Le preoccupazioni economiche sembrano schiacciare Yang: nel constatare con amarezza il magro incasso della giornata, apprende che il quartiere sarà presto demolito per far posto a appartamenti nuovi e costosi, che lui non si potrà mai permettere. Trova una via d’uscita nella vendita di un rene da trapiantare alla sorella del ricco Li, che lo ricompensa generosamente. Yang agisce di nascosto, per non far pesare alla famiglia questo suo enorme sacrificio e mente raccontando di una ferita causata in un incidente, poi risarcita con un premio. Ma quando apprende che il suo rene è stato rigettato dopo il trapianto, le carte si scoprono.
Esiste solo un altro donatore compatibile, uno su un milione, ed è suo figlio Bao. Le insistenze prima e poi persino le minacce non fanno desistere Yang: Bao è giovane, che vita avrà con un rene solo? Ma Li è disperato perché la amatissima sorella ha i giorni contati; così va direttamente dal ragazzo e lo convince promettendogli di pagargli l’università negli Stati Uniti.
A questo punto a Yang non resta che una soluzione estrema, nella quale però tutti escono perdenti, i ricchi come i poveri.
Opera prima del cinese Zang Qiwu, che ha fatto una lunga gavetta nella troupe di uno dei più grandi registi cinesi, Zhang Yimou, questa pellicola ha meritato il primo premio al 34° Torino Film Festival, con una motivazione molto significativa e sentita: “Siamo onorati di assegnare il premio a un film così meravigliosamente penetrante e così poetico nella narrazione, nella performance, nella comprensione del mondo in cui proviamo a vivere. Pensiamo di aver trovato una nuova voce del cinema cinese che ci arricchirà tutti. Grazie”.

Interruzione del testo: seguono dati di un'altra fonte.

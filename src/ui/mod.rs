//! FLTK desktop shell. Renders `AppState` and turns widget callbacks into
//! `Message`s.

pub mod dialogs;
pub mod main_window;
pub mod menu;
pub mod render;
pub mod shell;
pub mod theme;
use crate::app::domain::ThemeMode;
use crate::app::infrastructure::storage::SharedPreferences;

/// Colours the shell paints with, as RGB.
#[derive(Debug, Clone, Copy, PartialEq, Eq)]
pub struct Palette {
    pub background: (u8, u8, u8),
    pub surface: (u8, u8, u8),
    pub text: (u8, u8, u8),
    pub muted: (u8, u8, u8),
    pub primary: (u8, u8, u8),
    /// Story progress bar and "Next" button.
    pub accent: (u8, u8, u8),
    pub old_testament: (u8, u8, u8),
    pub new_testament: (u8, u8, u8),
}

impl Palette {
    pub fn for_theme(theme: ThemeMode) -> Palette {
        match theme {
            ThemeMode::Light => Palette {
                background: (248, 250, 252),
                surface: (255, 255, 255),
                text: (2, 6, 23),
                muted: (100, 116, 139),
                primary: (59, 130, 246),
                accent: (250, 204, 21),
                old_testament: (217, 119, 6),
                new_testament: (37, 99, 235),
            },
            ThemeMode::Dark => Palette {
                background: (2, 6, 23),
                surface: (15, 23, 42),
                text: (248, 250, 252),
                muted: (148, 163, 184),
                primary: (96, 165, 250),
                accent: (250, 204, 21),
                old_testament: (245, 158, 11),
                new_testament: (59, 130, 246),
            },
        }
    }
}

/// Active theme. Persisted through the shared preferences.
pub struct ThemeStore {
    prefs: SharedPreferences,
    theme: ThemeMode,
}

impl ThemeStore {
    /// `system_dark` decides the theme when the user never picked one.
    pub fn new(prefs: SharedPreferences, system_dark: bool) -> Self {
        let theme = prefs.borrow().get().resolved_theme(system_dark);
        Self { prefs, theme }
    }

    pub fn theme(&self) -> ThemeMode {
        self.theme
    }

    pub fn is_dark(&self) -> bool {
        self.theme == ThemeMode::Dark
    }

    pub fn set_theme(&mut self, theme: ThemeMode) {
        self.theme = theme;
        self.prefs.borrow_mut().update(|p| p.theme = Some(theme));
        tracing::info!(?theme, "Theme changed");
    }

    pub fn toggle(&mut self) -> ThemeMode {
        let next = self.theme.toggled();
        self.set_theme(next);
        next
    }

    pub fn palette(&self) -> Palette {
        Palette::for_theme(self.theme)
    }

    /// Status bar colour and whether it uses the light style.
    pub fn status_bar(&self) -> (&'static str, bool) {
        match self.theme {
            ThemeMode::Light => ("#ffffff", true),
            ThemeMode::Dark => ("#0f172a", false),
        }
    }
}

#[cfg(test)]
mod tests {
    use super::*;
    use crate::app::domain::AppPreferences;
    use crate::app::infrastructure::storage::{MemoryStore, Preferences};

    #[test]
    fn test_unset_theme_follows_system() {
        let prefs = Preferences::shared(Box::new(MemoryStore::default()));
        assert_eq!(ThemeStore::new(prefs.clone(), true).theme(), ThemeMode::Dark);
        assert_eq!(ThemeStore::new(prefs, false).theme(), ThemeMode::Light);
    }

    #[test]
    fn test_stored_theme_wins() {
        let memory = MemoryStore::with(AppPreferences {
            theme: Some(ThemeMode::Light),
            ..Default::default()
        });
        let store = ThemeStore::new(Preferences::shared(Box::new(memory)), true);
        assert!(!store.is_dark());
    }

    #[test]
    fn test_toggle_persists() {
        let memory = MemoryStore::default();
        let mut store = ThemeStore::new(Preferences::shared(Box::new(memory.clone())), false);
        assert_eq!(store.toggle(), ThemeMode::Dark);
        assert_eq!(memory.saved().unwrap().theme, Some(ThemeMode::Dark));
        assert_eq!(store.status_bar(), ("#0f172a", false));

        assert_eq!(store.toggle(), ThemeMode::Light);
        assert_eq!(memory.saved().unwrap().theme, Some(ThemeMode::Light));
        assert_eq!(store.status_bar(), ("#ffffff", true));
    }

    #[test]
    fn test_palettes_differ() {
        assert_ne!(
            Palette::for_theme(ThemeMode::Light),
            Palette::for_theme(ThemeMode::Dark)
        );
    }
}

Il premio ha trovato anche concorde il pubblico, che non di meno ha apprezzato questo lavoro che fa riflettere e discutere su temi di grande attualità e profondità. È giusto che i ricchi approfittino del corpo di persone indigenti, rendendole menomate per sempre, pur offrendo loro una possibilità di riscatto dalla miseria? Nessuno in questo film è presentato sotto una luce malvagia o perversa o addirittura disonesta: ma allora da quale parte sta il valore della persona? Fino a che punto si può arrivare a ottenere con il denaro ciò che si vuole?
Anche la necessità di colmare il vuoto della mancanza o della scarsità di dialogo in famiglia è un messaggio del film. Molto significativa è la scarna conversazione tra padre e figlio, dove quest’ultimo, ormai maggiorenne, rivendica il diritto di agire senza consultare la famiglia, proprio come aveva fatto il padre nel vendere il suo rene.
Efficaci le riprese dall’alto del sobborgo, invaso da binari di treni infiniti e immerso nel frastuono continuo dei convogli: “Di qui passano 800 treni al giorno, quale ricco ci verrebbe ad abitare?”, osserva un vicino di casa.
Significativa anche la colonna sonora in gran parte composta con il rumore di un lavatrice in funzione.
Di rara intensità l’interpretazione dei protagonisti, con dialoghi essenziali e un gioco di rimandi espressivi che denotano una grande professionalità.